## [WHAT IS NEEDED]
Locate every line in the records below that holds the word "info" and return each one.

[Saved data entries]
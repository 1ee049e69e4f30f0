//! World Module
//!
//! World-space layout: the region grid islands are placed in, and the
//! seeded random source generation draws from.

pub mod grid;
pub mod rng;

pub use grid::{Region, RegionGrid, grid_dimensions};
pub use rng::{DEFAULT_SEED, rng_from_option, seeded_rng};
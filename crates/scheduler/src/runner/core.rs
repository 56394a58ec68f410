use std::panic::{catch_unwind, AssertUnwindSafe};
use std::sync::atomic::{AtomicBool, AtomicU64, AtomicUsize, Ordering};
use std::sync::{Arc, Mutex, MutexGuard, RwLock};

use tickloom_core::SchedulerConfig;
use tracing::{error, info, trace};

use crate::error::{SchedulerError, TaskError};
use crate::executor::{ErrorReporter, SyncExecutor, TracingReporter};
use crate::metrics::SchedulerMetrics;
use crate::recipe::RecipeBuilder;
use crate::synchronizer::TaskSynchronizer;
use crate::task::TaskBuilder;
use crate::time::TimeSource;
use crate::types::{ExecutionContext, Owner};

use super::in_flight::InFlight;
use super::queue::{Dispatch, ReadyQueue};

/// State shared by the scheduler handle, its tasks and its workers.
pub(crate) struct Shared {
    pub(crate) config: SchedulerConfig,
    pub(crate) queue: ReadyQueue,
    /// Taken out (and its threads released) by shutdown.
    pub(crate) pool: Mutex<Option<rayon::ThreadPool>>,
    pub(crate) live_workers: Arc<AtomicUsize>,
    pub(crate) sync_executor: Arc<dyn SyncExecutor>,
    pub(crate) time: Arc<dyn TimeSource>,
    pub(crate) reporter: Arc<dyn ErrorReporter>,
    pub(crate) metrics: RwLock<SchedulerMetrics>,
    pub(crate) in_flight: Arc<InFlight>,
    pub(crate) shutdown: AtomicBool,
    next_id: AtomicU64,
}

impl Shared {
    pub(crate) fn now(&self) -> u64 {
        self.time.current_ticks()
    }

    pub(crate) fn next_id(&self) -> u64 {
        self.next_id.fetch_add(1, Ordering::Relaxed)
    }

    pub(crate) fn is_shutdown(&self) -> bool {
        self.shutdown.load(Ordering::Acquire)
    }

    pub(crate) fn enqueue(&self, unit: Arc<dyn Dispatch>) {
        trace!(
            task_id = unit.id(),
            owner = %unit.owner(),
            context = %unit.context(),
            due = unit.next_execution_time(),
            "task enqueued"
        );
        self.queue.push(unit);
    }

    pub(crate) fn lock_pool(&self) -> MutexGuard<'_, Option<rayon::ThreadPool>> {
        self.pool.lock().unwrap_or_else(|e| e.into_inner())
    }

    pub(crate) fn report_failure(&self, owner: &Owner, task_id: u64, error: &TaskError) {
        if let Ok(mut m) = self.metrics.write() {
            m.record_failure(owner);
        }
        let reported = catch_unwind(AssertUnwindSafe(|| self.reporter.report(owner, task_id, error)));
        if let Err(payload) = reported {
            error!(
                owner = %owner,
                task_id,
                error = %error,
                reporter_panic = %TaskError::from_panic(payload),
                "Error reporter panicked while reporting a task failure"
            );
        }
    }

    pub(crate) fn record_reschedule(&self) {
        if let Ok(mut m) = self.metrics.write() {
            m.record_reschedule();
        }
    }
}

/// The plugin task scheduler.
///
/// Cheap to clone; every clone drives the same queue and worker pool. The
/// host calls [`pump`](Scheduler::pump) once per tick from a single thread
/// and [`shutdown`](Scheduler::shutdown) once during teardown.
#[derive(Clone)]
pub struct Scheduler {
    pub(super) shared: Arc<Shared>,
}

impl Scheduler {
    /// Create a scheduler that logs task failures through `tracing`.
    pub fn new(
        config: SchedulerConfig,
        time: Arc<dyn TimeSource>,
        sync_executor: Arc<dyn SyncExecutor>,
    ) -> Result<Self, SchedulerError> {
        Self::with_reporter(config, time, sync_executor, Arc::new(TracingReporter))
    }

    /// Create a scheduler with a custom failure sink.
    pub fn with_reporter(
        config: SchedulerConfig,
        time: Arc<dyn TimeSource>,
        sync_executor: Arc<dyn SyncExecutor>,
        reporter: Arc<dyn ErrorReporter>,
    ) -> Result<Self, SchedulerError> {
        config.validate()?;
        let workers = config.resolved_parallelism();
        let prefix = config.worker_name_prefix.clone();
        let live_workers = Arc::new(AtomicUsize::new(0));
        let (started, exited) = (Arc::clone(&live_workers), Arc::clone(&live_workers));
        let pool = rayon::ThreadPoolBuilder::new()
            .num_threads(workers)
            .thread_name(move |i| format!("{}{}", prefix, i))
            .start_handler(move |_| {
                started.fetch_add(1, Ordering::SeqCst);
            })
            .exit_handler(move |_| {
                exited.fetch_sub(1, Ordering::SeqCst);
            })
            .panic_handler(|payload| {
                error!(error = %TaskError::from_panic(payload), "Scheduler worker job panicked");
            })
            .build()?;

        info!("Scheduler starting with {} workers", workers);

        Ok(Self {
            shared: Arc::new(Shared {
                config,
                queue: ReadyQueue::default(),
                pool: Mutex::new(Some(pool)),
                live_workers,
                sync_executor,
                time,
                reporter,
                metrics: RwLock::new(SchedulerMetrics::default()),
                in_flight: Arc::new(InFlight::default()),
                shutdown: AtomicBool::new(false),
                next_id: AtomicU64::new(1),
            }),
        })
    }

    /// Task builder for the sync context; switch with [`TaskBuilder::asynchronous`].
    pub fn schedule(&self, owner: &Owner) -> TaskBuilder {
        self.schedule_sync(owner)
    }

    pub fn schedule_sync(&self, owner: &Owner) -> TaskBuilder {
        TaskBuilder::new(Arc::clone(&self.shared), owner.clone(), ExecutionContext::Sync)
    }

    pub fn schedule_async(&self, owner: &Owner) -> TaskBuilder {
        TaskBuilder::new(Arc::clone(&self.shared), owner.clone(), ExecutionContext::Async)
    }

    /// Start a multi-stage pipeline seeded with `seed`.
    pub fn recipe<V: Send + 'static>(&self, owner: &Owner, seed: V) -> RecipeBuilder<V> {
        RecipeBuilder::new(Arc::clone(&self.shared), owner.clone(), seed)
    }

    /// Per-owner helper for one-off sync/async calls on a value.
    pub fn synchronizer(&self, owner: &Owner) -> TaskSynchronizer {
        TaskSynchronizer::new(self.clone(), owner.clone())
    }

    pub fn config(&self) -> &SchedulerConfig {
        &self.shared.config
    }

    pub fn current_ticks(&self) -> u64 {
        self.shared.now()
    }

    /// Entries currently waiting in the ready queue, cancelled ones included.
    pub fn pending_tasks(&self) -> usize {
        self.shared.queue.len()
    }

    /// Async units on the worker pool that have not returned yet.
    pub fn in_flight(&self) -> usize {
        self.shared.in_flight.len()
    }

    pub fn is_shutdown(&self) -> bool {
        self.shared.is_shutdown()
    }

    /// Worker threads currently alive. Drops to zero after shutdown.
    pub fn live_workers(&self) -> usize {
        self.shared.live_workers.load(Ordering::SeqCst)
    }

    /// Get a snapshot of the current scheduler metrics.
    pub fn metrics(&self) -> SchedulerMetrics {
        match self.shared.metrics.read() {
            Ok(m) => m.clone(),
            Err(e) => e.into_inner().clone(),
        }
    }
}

* * *

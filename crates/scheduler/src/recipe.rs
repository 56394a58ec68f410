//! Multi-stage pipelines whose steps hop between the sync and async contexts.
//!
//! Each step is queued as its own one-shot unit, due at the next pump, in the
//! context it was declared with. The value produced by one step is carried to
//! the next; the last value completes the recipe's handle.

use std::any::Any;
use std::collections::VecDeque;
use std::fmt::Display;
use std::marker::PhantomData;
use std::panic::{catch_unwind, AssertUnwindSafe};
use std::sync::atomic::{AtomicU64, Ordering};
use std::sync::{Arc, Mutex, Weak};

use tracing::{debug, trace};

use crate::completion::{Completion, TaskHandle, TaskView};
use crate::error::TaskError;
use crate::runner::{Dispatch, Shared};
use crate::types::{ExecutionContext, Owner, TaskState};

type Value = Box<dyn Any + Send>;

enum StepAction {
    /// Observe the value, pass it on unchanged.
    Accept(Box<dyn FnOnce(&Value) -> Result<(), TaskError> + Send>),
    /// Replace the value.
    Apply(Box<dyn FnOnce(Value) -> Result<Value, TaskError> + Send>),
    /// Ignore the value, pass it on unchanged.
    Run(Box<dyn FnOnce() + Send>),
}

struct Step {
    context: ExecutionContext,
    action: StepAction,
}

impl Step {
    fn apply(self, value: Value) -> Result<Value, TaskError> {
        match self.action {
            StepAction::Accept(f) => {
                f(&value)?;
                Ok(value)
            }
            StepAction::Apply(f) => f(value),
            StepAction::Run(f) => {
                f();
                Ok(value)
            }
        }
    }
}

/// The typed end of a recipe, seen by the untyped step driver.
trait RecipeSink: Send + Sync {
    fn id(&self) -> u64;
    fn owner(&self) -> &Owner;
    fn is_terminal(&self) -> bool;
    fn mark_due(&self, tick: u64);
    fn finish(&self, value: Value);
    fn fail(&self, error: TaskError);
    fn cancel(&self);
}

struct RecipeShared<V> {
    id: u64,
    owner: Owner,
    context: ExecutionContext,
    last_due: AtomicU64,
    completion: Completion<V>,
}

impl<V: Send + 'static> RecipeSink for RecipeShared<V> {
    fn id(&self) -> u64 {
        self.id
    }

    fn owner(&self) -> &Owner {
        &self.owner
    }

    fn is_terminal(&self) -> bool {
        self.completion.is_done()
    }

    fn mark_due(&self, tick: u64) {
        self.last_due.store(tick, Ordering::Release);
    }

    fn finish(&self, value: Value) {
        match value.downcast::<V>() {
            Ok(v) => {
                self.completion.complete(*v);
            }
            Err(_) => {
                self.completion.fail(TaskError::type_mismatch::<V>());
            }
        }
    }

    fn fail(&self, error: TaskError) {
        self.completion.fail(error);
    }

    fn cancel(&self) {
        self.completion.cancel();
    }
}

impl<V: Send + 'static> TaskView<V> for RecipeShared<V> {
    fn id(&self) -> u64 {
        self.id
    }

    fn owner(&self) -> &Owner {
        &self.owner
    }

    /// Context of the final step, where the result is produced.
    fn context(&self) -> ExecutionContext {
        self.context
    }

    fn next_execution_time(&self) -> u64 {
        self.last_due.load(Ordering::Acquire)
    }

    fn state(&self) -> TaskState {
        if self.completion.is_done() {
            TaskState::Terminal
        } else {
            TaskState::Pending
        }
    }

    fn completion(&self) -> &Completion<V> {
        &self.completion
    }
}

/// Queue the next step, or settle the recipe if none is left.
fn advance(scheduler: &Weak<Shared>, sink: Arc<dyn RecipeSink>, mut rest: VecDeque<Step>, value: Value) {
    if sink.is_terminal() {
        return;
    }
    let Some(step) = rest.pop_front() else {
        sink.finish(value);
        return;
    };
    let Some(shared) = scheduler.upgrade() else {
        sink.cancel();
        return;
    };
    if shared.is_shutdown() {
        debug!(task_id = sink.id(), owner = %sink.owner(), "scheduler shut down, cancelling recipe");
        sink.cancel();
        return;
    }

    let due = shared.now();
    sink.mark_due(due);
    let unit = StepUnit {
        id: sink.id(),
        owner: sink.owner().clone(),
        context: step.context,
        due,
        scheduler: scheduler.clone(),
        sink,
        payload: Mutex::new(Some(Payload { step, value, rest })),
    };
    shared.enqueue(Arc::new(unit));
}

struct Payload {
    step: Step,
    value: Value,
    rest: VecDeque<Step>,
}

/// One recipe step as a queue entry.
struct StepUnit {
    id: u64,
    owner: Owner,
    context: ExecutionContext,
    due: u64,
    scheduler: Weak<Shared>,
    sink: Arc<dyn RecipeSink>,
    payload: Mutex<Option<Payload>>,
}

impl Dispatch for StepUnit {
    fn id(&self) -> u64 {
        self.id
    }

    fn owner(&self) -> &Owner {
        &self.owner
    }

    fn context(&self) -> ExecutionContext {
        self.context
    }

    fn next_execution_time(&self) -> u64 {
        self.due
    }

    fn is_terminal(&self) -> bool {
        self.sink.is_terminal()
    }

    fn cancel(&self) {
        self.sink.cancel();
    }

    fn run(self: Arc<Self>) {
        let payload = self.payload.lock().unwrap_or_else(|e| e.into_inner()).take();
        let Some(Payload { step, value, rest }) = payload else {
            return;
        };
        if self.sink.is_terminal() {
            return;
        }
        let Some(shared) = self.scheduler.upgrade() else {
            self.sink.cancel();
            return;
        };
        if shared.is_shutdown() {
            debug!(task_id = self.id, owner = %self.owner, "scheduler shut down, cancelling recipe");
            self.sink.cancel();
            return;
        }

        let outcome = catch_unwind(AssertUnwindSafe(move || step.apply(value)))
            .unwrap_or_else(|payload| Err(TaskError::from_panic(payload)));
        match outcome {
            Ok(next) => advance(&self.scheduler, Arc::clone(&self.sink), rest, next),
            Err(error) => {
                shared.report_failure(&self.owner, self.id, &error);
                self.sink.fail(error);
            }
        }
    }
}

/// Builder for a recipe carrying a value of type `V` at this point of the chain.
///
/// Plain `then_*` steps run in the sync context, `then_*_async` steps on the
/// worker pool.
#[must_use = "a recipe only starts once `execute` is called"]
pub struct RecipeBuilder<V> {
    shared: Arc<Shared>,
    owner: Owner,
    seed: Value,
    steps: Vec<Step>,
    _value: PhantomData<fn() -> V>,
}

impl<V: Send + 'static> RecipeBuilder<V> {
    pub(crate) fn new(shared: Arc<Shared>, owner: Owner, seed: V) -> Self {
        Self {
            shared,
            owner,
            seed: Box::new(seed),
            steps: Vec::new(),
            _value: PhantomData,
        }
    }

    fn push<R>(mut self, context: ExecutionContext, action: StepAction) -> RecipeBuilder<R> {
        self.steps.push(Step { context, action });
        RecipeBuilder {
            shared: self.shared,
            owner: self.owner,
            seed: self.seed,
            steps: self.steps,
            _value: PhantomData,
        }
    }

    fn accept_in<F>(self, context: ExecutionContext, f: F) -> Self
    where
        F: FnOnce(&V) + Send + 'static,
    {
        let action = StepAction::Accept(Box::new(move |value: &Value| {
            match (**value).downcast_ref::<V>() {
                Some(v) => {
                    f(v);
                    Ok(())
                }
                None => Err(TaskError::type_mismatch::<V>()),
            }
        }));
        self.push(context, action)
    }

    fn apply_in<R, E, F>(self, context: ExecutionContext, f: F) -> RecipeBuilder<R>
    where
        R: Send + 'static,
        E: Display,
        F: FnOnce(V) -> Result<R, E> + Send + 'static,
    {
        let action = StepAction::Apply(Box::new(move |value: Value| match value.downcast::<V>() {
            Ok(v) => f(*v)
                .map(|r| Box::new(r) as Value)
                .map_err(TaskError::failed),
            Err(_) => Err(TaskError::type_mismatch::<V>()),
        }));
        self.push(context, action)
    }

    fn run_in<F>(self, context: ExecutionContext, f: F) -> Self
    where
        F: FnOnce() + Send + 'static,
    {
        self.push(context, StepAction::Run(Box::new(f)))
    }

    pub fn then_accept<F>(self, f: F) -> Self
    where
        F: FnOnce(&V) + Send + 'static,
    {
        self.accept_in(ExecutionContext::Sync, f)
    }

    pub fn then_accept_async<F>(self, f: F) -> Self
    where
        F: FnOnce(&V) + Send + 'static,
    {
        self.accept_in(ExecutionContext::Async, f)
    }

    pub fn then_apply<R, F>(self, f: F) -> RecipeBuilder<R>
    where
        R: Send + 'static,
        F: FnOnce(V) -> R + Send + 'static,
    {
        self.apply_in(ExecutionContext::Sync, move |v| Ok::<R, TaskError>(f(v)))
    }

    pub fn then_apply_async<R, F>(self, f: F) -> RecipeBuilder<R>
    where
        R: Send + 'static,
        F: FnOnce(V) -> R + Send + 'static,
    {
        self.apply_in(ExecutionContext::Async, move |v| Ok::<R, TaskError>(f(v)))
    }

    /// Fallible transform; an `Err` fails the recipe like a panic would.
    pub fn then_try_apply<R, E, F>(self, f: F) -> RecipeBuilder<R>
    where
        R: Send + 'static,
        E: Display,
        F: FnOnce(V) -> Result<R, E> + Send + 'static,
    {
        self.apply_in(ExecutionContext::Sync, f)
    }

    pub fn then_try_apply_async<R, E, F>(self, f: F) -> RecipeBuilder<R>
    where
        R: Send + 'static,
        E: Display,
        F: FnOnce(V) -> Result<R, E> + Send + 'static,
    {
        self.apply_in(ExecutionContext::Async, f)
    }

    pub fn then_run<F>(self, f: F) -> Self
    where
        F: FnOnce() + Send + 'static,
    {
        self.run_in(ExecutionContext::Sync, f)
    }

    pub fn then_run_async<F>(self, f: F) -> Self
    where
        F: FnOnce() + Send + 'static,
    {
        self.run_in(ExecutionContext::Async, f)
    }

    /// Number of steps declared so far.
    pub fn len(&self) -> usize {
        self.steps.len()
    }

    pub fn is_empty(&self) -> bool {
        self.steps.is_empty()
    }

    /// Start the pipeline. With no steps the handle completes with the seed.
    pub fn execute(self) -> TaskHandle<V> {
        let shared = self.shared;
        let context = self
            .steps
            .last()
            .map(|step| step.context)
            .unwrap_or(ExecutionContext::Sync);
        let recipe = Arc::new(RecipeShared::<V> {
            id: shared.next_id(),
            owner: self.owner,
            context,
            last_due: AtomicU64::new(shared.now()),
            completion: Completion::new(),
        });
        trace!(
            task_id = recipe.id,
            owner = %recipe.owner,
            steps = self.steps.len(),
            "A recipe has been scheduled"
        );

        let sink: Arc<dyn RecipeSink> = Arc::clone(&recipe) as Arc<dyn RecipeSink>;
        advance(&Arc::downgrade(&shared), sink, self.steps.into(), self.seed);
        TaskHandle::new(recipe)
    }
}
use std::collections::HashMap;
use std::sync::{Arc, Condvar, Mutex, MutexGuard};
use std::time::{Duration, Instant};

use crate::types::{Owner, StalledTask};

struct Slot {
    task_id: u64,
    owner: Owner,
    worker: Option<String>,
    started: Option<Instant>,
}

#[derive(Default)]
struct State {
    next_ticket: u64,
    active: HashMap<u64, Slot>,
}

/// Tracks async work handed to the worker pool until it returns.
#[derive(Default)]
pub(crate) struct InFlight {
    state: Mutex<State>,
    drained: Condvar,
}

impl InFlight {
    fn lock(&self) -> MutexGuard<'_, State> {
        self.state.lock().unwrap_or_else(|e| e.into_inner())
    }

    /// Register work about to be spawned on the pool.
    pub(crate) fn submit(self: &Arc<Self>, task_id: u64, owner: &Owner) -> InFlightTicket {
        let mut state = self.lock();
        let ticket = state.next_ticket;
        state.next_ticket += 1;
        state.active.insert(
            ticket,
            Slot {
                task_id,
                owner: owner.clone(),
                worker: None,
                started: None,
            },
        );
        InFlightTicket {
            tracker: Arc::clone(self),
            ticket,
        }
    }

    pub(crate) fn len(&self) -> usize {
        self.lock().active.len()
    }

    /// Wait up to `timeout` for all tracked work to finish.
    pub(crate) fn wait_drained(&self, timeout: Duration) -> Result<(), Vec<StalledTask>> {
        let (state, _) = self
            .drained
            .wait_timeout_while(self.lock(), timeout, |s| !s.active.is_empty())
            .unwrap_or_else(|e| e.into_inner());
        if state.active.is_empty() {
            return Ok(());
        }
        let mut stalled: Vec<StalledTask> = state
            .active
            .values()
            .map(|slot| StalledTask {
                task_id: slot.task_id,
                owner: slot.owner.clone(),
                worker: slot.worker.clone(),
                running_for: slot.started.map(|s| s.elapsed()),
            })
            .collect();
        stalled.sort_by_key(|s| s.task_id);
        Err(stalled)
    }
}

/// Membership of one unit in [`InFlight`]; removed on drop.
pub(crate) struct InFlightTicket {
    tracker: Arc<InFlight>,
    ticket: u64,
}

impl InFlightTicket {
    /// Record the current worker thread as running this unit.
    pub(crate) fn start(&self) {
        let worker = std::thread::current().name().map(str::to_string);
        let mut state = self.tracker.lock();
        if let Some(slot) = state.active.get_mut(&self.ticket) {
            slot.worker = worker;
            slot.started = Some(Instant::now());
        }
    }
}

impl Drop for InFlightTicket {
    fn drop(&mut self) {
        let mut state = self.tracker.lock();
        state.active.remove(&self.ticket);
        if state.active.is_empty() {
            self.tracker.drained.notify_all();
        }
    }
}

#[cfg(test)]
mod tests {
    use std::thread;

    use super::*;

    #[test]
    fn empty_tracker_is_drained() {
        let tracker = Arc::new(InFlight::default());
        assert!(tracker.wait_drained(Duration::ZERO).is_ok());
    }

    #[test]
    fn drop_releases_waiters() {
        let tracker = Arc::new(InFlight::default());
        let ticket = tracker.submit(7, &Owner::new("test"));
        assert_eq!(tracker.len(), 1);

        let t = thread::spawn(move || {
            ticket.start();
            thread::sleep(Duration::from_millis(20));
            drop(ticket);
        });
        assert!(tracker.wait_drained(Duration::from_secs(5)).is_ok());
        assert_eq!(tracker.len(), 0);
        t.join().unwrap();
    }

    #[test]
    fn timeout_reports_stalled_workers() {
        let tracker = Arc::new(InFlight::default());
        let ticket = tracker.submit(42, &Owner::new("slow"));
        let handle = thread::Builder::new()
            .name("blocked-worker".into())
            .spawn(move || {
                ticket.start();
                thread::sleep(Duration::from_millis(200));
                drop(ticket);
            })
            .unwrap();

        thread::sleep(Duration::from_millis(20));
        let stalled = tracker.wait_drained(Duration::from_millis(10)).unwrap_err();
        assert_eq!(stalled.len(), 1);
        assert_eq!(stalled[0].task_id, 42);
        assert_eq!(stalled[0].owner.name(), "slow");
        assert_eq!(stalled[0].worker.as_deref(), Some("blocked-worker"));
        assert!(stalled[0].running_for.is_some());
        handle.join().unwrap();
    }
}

## [SOLUTION]
use tracing::{error, info, trace};
        info!("Scheduler starting with {} workers", workers);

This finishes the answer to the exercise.